Il semble que la mort de M. Lebrun Desoie et l'impossibilité où on est à Alger de reconstituer les pouvoirs qui lui auraient permis d'engager la Maison Worms gênent l'action du Blocus.
La plainte contre M. Rougé est à l'instruction à Tunis, un avocat à Tunis et un autre à Alger suivent l'affaire. On espère qu'elle n'aura pas de suite sérieuse.
A noter que M. Lebrun Desoie a négocié l'accord Worms/ CMT, en juillet 1943, qu'il est mort le 21 août suivant, et que le commissariat au Blocus le convoquait pour cette affaire le 13 septembre 1943.
Enfin, M. Bienvenu a enquêté sur les affaires suédoises. Mais il a été arrêté par la production que M. Guérin a pu faire d'une attestation de la Légation de Suède établissant, après enquête à Stockholm, que les affaires en cause étaient d'intérêt exclusivement suédois.
M. Francheschi, successeur de M. Bienvenu, est beaucoup moins agressif, mais il a le souci de remplir exactement le mandat qu'il détient du Blocus, aussi est-il très assidu.
Il connaît les arrestations des associés gérants de la Maison Worms et en tire deux conclusions :
1° - en vertu des pouvoirs très étendus donnés au commissaire surveillant à Alger par l'arrêté du 23 novembre 1943, celui-ci doit soit se rendre à Paris pour y exercer son contrôle, soit demander la nomination d'un commissaire surveillant adjoint qui remplira sur place la mission. Il paraît à peu près certain que M. Francheschi a posé la question aux services du Blocus à Alger et à Paris.
2° - Les pouvoirs des directeurs de la Maison Worms & Cie à Alger sont sans valeur puisqu'ils émanent de procuration de deux associés gérants qui, estime M. Francheschi, sont actuellement dans une situation juridique assimilable à celle d'un incapable.
De ce fait, des délégations provisoires devraient être données pour la direction de la Maison Worms & Cie à Alger dans les conditions prévues par l'ordonnance du 22 août 1944 ci-incluse.

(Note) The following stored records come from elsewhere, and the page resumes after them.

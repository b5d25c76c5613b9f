// CryptoCompare adapter - histohour/histoday endpoints keyed by ticker symbol
use crate::application::price_provider::{AdapterError, PriceProvider};
use crate::domain::range::{Granularity, ResolvedRange, MAX_DAILY_SAMPLES};
use crate::domain::series::{CryptoCompareBar, ProviderId, RawSeries};
use crate::infrastructure::config::ProviderSettings;
use crate::infrastructure::http_client::{decode_json, send};
use async_trait::async_trait;
use reqwest::Client;
use serde::Deserialize;

#[derive(Debug, Deserialize)]
#[serde(rename_all = "PascalCase")]
struct HistoResponse {
    response: String,
    #[serde(default)]
    message: String,
    #[serde(default)]
    data: HistoData,
}

#[derive(Debug, Default, Deserialize)]
#[serde(rename_all = "PascalCase")]
struct HistoData {
    #[serde(default)]
    data: Vec<CryptoCompareBar>,
}

#[derive(Debug, Clone)]
pub struct CryptoCompareProvider {
    client: Client,
    base_url: String,
    api_key: Option<String>,
    quote_currency: String,
}

impl CryptoCompareProvider {
    pub fn new(client: Client, settings: &ProviderSettings, quote_currency: &str) -> Self {
        Self {
            client,
            base_url: settings.base_url.trim_end_matches('/').to_string(),
            api_key: settings.api_key().map(str::to_string),
            quote_currency: quote_currency.to_uppercase(),
        }
    }

    fn build_url(&self, granularity: Granularity) -> String {
        let endpoint = match granularity {
            Granularity::Hourly => "histohour",
            Granularity::Daily => "histoday",
        };
        format!("{}/data/v2/{}", self.base_url, endpoint)
    }

    fn query_params(&self, symbol: &str, range: &ResolvedRange) -> Vec<(&'static str, String)> {
        // `limit` counts intervals, so N points need N - 1
        let limit = range
            .approximate_sample_count
            .clamp(2, MAX_DAILY_SAMPLES)
            .saturating_sub(1);

        let mut params = vec![
            ("fsym", symbol.to_uppercase()),
            ("tsym", self.quote_currency.clone()),
            ("limit", limit.to_string()),
        ];
        if range.lookback_start.is_none() {
            params.push(("allData", "true".to_string()));
        }
        params
    }

    fn decode(body: &str, symbol: &str) -> Result<RawSeries, AdapterError> {
        let response: HistoResponse = decode_json(body)?;

        if !response.response.eq_ignore_ascii_case("success") {
            return Err(Self::classify_error_message(&response.message, symbol));
        }
        if response.data.data.is_empty() {
            return Err(AdapterError::Empty);
        }
        Ok(RawSeries::CryptoCompare(response.data.data))
    }

    /// CryptoCompare reports most failures as HTTP 200 with `"Response": "Error"`.
    fn classify_error_message(message: &str, symbol: &str) -> AdapterError {
        let lower = message.to_lowercase();
        if lower.contains("rate limit") {
            AdapterError::RateLimited
        } else if lower.contains("does not exist") || lower.contains("no data") {
            AdapterError::NotFound(symbol.to_string())
        } else {
            AdapterError::MalformedResponse(message.to_string())
        }
    }
}

#[async_trait]
impl PriceProvider for CryptoCompareProvider {
    fn id(&self) -> ProviderId {
        ProviderId::CryptoCompare
    }

    async fn fetch(
        &self,
        _coin_id: &str,
        symbol: &str,
        range: &ResolvedRange,
    ) -> Result<RawSeries, AdapterError> {
        let mut request = self
            .client
            .get(self.build_url(range.granularity))
            .header("Accept", "application/json")
            .query(&self.query_params(symbol, range));
        if let Some(key) = &self.api_key {
            request = request.header("authorization", format!("Apikey {}", key));
        }

        tracing::debug!("CryptoCompare history for {} ({})", symbol, range.token);
        let body = send(request, symbol).await?;
        Self::decode(&body, symbol)
    }
}

#[cfg(test)]
mod tests {
    use super::*;
    use crate::domain::range::{TimeRangeResolver, TimeRangeToken};
    use crate::infrastructure::http_client::test_support::spawn_stub;
    use axum::{extract::Query, http::HeaderMap, routing::get, Router};
    use std::collections::HashMap;

    fn provider(base_url: &str, api_key: Option<&str>) -> CryptoCompareProvider {
        let settings = ProviderSettings {
            base_url: base_url.to_string(),
            api_key: api_key.map(str::to_string),
        };
        CryptoCompareProvider::new(Client::new(), &settings, "usd")
    }

    fn params(token: TimeRangeToken) -> HashMap<&'static str, String> {
        let range = TimeRangeResolver::resolve(token);
        provider("http://unused", None)
            .query_params("btc", &range)
            .into_iter()
            .collect()
    }

    #[test]
    fn test_query_uses_sample_limit() {
        let week = params(TimeRangeToken::LastWeek);
        assert_eq!(week["fsym"], "BTC");
        assert_eq!(week["tsym"], "USD");
        assert_eq!(week["limit"], "6");
        assert!(!week.contains_key("allData"));

        assert_eq!(params(TimeRangeToken::LastDay)["limit"], "23");
        assert_eq!(params(TimeRangeToken::LastYear)["limit"], "364");

        let all = params(TimeRangeToken::AllTime);
        assert_eq!(all["limit"], "1999");
        assert_eq!(all["allData"], "true");
    }

    #[test]
    fn test_endpoint_by_granularity() {
        let p = provider("https://min-api.example.com/", None);
        assert_eq!(
            p.build_url(Granularity::Hourly),
            "https://min-api.example.com/data/v2/histohour"
        );
        assert_eq!(
            p.build_url(Granularity::Daily),
            "https://min-api.example.com/data/v2/histoday"
        );
    }

    #[test]
    fn test_decode_ohlc_records() {
        let body = r#"{
            "Response": "Success",
            "Message": "",
            "HasWarning": false,
            "Type": 100,
            "Data": {
                "Aggregated": false,
                "TimeFrom": 1717113600,
                "TimeTo": 1717200000,
                "Data": [
                    {"time": 1717113600, "high": 69000.1, "low": 67000.2, "open": 68000.0, "volumefrom": 1.0, "volumeto": 2.0, "close": 67500.0, "conversionType": "direct", "conversionSymbol": ""},
                    {"time": 1717200000, "high": 68000.0, "low": 66000.0, "open": 67500.0, "volumefrom": 1.0, "volumeto": 2.0, "close": 67750.5, "conversionType": "direct", "conversionSymbol": ""}
                ]
            }
        }"#;
        let RawSeries::CryptoCompare(bars) = CryptoCompareProvider::decode(body, "btc").unwrap() else {
            panic!("wrong raw variant");
        };
        assert_eq!(bars.len(), 2);
        assert_eq!(bars[1].time, 1_717_200_000);
        assert_eq!(bars[1].close, 67750.5);
        assert_eq!(bars[0].open, 68000.0);
    }

    #[test]
    fn test_decode_error_responses() {
        let limited = r#"{"Response":"Error","Message":"You are over your rate limit please upgrade your account!","Data":{}}"#;
        assert_eq!(
            CryptoCompareProvider::decode(limited, "btc"),
            Err(AdapterError::RateLimited)
        );

        let missing = r#"{"Response":"Error","Message":"cccagg_or_exchange market does not exist for this coin pair (XYZ-USD)","Data":{}}"#;
        assert_eq!(
            CryptoCompareProvider::decode(missing, "xyz"),
            Err(AdapterError::NotFound("xyz".to_string()))
        );

        let odd = r#"{"Response":"Error","Message":"fsym param is empty or null.","Data":{}}"#;
        assert!(matches!(
            CryptoCompareProvider::decode(odd, ""),
            Err(AdapterError::MalformedResponse(_))
        ));

        let empty = r#"{"Response":"Success","Message":"","Data":{"Data":[]}}"#;
        assert_eq!(
            CryptoCompareProvider::decode(empty, "btc"),
            Err(AdapterError::Empty)
        );

        assert!(matches!(
            CryptoCompareProvider::decode("[]", "btc"),
            Err(AdapterError::MalformedResponse(_))
        ));
    }

    #[tokio::test]
    async fn test_fetch_sends_optional_api_key() {
        let router = Router::new().route(
            "/data/v2/histoday",
            get(|headers: HeaderMap, Query(q): Query<HashMap<String, String>>| async move {
                let keyed = headers
                    .get("authorization")
                    .and_then(|v| v.to_str().ok())
                    == Some("Apikey k-123");
                let close = if keyed { 2.0 } else { 1.0 };
                format!(
                    r#"{{"Response":"Success","Data":{{"Data":[{{"time":1,"close":{close}}},{{"time":2,"close":{close}}}]}},"Limit":"{}"}}"#,
                    q.get("limit").cloned().unwrap_or_default()
                )
            }),
        );
        let base = spawn_stub(router).await;
        let range = TimeRangeResolver::resolve(TimeRangeToken::LastMonth);

        let anonymous = provider(&base, None).fetch("bitcoin", "btc", &range).await.unwrap();
        let keyed = provider(&base, Some("k-123")).fetch("bitcoin", "btc", &range).await.unwrap();

        let close_of = |raw: RawSeries| match raw {
            RawSeries::CryptoCompare(bars) => bars[0].close,
            other => panic!("wrong variant: {other:?}"),
        };
        assert_eq!(close_of(anonymous), 1.0);
        assert_eq!(close_of(keyed), 2.0);
    }
}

M. Dhorne et M. Guérin pourraient être délégués provisoires, comme M. Carette l'est pour la Setem, mais leur désignation n'est pas certaine et même si elle est faite, elle peut être rapportée avec un préavis de quinze jours, ce qui laisse la place ouverte à tous les risques.
Jusqu'à présent, M. Francheschi a été "contenu" par M. Guérin sur ce point particulier, mais si un concours pouvait être apporté aux deux directeurs d'Alger pour consolider leurs pouvoirs, il serait bon de le leur fournir.
En tout cas, le régime de la délégation provisoire ne recommande pas que M. Dhorne et M. Guérin quittent, même momentanément, leurs postes.